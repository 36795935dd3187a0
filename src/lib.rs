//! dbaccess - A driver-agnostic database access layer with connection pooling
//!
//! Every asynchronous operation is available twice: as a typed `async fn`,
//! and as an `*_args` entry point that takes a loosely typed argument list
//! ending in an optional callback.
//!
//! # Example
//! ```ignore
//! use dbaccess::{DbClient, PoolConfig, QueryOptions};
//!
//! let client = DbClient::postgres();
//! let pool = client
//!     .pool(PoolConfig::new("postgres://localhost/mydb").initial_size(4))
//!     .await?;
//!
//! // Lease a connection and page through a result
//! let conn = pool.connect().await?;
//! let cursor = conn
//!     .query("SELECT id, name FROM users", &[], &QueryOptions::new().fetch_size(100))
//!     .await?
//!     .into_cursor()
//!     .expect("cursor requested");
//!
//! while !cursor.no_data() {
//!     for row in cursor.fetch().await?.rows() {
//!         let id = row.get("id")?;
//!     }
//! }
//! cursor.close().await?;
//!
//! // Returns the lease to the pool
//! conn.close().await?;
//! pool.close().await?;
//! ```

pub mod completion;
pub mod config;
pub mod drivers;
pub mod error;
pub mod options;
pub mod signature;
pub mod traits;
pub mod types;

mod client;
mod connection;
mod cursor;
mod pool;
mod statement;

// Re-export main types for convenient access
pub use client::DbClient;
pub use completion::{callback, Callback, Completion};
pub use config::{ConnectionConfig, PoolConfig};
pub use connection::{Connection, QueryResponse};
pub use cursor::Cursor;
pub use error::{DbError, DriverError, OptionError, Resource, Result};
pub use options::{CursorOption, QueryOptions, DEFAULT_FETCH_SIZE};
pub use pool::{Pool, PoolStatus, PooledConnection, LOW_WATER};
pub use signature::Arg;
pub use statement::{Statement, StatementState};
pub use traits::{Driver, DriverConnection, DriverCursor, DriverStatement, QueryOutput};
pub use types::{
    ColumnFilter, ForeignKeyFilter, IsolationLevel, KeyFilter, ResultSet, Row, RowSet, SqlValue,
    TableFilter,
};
+---+
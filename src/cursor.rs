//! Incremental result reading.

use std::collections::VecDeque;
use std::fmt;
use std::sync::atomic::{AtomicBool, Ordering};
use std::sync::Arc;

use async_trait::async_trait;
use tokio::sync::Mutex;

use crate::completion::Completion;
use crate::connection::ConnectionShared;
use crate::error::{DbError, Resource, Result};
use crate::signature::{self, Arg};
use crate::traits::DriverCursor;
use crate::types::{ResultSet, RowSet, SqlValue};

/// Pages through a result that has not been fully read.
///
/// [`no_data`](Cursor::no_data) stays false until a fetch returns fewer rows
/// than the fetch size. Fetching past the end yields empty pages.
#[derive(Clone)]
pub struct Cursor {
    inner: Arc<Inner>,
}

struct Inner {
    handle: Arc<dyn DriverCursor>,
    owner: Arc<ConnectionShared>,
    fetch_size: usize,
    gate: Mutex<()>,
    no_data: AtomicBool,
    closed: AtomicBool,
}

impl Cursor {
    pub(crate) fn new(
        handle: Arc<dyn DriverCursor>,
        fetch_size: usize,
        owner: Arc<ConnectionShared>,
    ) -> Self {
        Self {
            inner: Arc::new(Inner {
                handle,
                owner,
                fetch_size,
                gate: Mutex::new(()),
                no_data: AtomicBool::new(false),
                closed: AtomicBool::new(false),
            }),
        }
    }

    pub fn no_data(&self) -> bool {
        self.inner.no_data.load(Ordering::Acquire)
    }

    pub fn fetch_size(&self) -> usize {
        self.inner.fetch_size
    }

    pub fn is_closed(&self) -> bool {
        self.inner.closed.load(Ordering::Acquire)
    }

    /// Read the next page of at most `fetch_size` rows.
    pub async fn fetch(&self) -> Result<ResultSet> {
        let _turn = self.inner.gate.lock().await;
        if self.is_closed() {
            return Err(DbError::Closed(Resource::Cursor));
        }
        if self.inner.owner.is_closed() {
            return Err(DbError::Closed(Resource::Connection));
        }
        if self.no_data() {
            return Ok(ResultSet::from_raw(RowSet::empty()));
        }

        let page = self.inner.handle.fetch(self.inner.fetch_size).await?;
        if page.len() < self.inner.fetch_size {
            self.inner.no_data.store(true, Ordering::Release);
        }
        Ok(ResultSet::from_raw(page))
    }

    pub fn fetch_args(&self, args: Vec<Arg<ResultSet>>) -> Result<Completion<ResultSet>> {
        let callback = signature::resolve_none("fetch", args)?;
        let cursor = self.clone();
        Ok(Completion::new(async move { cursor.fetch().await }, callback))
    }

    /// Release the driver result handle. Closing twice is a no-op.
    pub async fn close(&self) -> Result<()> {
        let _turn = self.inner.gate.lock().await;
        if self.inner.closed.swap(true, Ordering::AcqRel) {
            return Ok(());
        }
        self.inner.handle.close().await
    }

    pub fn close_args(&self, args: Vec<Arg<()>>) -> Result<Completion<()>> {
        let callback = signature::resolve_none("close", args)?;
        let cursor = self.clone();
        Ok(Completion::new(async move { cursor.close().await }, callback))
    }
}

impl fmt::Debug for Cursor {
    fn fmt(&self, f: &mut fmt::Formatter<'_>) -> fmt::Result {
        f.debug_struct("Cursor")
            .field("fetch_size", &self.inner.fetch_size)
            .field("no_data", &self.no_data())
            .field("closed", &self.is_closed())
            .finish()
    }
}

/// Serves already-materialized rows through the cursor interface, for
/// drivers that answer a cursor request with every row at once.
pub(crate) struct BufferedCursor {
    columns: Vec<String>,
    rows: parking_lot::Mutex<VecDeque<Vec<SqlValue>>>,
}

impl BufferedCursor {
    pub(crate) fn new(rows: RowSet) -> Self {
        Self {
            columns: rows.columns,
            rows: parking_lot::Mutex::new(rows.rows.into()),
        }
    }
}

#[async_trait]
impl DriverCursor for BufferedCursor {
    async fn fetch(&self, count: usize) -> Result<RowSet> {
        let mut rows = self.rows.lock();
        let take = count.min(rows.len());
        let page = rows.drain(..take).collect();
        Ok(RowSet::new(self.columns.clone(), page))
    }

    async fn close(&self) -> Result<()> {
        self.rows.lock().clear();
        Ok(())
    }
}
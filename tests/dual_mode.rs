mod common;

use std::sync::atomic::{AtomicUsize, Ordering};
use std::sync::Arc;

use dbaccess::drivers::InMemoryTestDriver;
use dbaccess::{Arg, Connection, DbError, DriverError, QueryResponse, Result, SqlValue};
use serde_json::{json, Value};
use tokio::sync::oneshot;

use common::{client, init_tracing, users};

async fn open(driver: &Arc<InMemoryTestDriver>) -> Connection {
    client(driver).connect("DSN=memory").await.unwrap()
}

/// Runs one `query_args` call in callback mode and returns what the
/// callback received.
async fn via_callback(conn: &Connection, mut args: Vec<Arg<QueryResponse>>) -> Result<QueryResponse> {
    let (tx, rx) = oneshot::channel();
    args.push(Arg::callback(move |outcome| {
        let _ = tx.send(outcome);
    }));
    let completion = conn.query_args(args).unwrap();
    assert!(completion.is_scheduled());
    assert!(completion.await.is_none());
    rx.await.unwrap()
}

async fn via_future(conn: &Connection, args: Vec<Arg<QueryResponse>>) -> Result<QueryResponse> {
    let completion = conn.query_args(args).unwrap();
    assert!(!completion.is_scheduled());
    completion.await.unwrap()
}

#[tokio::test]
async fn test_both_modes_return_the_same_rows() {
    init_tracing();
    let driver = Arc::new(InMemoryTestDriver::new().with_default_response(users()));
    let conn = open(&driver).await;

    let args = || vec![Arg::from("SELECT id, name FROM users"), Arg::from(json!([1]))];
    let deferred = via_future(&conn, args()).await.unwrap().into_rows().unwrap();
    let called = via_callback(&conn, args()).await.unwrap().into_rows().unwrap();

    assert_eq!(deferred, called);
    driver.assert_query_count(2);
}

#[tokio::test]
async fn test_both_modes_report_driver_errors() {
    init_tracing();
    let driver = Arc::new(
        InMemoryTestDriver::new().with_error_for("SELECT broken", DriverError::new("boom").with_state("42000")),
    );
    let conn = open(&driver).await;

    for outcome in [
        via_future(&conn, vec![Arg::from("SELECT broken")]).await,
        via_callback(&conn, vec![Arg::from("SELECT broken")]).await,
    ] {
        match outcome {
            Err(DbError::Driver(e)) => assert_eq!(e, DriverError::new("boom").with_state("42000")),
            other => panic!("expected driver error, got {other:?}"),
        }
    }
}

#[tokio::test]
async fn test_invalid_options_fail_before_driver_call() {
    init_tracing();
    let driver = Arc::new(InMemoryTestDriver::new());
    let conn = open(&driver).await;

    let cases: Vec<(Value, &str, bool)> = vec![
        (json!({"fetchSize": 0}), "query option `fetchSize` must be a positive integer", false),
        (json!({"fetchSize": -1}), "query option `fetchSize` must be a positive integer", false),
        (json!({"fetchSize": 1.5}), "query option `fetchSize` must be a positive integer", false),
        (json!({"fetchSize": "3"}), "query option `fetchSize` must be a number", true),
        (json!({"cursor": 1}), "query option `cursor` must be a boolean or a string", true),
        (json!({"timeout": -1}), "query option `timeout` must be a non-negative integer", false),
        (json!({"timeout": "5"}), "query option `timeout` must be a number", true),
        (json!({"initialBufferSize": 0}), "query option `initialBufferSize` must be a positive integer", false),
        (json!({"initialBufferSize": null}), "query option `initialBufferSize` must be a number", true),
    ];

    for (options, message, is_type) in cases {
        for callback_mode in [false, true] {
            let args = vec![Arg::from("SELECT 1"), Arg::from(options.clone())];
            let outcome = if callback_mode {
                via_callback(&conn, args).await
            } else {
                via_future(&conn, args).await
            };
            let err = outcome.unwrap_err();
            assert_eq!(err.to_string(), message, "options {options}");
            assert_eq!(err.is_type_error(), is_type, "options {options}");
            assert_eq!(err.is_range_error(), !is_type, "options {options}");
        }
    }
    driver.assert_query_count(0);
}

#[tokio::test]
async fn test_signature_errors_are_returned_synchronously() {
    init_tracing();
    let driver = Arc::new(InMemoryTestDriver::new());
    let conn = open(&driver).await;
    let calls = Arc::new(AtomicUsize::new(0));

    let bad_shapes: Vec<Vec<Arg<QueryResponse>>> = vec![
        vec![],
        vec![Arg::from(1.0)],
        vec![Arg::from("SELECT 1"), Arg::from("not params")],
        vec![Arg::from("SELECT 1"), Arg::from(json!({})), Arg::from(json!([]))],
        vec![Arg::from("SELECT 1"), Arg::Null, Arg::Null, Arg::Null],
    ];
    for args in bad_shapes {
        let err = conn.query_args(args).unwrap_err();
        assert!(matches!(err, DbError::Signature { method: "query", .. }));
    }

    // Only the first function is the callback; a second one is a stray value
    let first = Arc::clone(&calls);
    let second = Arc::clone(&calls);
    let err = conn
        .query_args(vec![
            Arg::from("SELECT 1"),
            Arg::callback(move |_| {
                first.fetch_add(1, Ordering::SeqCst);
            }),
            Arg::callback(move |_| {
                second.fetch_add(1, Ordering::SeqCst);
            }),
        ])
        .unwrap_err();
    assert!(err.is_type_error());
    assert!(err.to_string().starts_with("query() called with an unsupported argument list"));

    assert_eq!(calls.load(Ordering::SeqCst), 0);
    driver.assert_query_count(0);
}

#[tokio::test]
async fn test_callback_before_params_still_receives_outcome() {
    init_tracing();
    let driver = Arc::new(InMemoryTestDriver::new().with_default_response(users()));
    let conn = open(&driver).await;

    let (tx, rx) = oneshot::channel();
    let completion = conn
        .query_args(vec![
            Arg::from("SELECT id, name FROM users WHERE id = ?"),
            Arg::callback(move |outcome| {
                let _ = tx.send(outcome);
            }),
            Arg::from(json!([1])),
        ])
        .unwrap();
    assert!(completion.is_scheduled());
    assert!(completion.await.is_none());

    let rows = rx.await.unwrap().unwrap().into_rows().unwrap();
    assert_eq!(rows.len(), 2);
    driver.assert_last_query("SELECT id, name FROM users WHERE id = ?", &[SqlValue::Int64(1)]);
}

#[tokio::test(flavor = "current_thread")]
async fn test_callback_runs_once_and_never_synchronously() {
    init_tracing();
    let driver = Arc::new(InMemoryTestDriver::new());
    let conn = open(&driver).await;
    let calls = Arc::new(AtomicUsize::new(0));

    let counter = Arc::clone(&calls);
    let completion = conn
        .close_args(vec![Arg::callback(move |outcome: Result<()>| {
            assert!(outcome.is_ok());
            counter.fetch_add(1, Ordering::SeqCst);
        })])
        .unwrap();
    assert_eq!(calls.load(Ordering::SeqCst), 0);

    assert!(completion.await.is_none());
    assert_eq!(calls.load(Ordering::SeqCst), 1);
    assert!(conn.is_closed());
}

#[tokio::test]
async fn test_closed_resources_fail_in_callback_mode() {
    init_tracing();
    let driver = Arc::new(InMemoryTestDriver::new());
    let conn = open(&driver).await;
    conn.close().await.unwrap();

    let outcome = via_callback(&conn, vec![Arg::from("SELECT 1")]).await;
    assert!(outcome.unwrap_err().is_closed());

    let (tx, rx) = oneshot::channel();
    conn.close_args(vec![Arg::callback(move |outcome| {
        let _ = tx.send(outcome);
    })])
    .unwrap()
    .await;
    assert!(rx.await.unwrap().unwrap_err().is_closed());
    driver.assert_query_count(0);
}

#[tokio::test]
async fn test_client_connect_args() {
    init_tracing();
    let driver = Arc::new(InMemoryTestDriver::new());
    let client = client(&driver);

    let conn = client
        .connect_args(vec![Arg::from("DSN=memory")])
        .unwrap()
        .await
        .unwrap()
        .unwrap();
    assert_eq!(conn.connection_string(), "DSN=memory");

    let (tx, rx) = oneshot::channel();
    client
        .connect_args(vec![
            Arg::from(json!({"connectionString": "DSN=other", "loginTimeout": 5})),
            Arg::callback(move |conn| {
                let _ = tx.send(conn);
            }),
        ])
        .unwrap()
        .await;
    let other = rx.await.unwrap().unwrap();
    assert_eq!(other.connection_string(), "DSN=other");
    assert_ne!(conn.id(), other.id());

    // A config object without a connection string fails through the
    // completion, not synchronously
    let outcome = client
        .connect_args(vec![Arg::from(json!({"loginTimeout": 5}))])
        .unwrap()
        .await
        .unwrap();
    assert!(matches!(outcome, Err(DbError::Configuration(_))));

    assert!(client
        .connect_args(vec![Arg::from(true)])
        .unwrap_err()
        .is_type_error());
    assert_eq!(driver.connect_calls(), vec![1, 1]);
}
+---+
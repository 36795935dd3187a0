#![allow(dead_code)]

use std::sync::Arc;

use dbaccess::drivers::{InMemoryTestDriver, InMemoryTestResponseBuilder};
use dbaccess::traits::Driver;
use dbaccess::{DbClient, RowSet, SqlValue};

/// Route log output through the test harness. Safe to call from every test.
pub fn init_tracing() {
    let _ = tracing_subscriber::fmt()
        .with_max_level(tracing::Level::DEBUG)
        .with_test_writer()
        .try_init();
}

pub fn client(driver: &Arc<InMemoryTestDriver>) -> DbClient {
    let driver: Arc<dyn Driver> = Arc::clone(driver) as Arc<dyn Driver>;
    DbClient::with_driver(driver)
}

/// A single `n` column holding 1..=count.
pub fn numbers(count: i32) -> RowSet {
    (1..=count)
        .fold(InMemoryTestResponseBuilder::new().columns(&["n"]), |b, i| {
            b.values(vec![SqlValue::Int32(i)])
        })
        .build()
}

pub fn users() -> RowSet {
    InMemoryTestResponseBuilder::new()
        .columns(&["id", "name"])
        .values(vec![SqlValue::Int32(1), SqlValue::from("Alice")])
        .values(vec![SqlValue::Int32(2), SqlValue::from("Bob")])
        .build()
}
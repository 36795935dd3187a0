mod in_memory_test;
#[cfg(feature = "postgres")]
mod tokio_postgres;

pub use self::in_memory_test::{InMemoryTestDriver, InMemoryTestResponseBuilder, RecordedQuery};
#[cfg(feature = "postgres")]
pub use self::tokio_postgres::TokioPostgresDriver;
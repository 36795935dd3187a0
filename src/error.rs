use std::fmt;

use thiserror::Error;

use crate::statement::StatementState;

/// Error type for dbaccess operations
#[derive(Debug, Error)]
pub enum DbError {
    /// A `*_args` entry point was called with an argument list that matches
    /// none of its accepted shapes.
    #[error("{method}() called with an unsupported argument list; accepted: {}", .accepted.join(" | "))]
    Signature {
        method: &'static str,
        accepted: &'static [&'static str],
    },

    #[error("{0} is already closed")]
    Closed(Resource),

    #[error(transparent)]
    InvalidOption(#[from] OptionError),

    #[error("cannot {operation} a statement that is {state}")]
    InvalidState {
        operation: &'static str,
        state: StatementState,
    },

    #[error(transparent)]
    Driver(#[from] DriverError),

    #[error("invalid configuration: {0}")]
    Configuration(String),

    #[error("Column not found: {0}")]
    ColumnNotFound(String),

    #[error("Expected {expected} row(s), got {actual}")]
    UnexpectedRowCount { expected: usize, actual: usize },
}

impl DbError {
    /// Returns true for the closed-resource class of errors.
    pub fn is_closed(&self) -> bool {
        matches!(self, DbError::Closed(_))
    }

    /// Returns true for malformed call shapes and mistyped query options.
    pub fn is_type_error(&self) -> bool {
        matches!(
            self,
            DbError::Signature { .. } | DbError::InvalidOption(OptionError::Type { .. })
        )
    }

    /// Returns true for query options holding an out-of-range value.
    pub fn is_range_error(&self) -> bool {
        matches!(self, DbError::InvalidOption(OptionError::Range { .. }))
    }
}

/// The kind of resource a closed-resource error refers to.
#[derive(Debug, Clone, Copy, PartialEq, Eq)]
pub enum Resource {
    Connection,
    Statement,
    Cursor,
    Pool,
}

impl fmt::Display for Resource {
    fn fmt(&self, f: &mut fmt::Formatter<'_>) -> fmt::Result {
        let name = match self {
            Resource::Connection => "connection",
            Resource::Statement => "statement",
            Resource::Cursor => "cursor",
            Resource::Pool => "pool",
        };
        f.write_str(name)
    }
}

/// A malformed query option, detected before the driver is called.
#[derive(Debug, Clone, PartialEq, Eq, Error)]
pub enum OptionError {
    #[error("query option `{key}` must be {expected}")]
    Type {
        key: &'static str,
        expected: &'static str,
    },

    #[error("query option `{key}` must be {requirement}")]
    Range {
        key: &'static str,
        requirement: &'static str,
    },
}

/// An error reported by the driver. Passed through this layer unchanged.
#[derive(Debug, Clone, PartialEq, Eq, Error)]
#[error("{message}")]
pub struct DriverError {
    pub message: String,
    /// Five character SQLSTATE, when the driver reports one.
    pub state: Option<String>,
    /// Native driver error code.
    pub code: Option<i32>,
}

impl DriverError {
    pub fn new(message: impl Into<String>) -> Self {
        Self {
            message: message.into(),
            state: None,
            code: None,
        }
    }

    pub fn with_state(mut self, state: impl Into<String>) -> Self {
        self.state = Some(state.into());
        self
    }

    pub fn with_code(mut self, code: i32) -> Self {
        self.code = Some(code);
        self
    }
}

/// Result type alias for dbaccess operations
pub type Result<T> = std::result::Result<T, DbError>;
+---+
EXERCISE AIM:
Return, from the data above, each line in which the string "Some" appears.

ANSWER:
        self.state = Some(state.into());
        self.code = Some(code);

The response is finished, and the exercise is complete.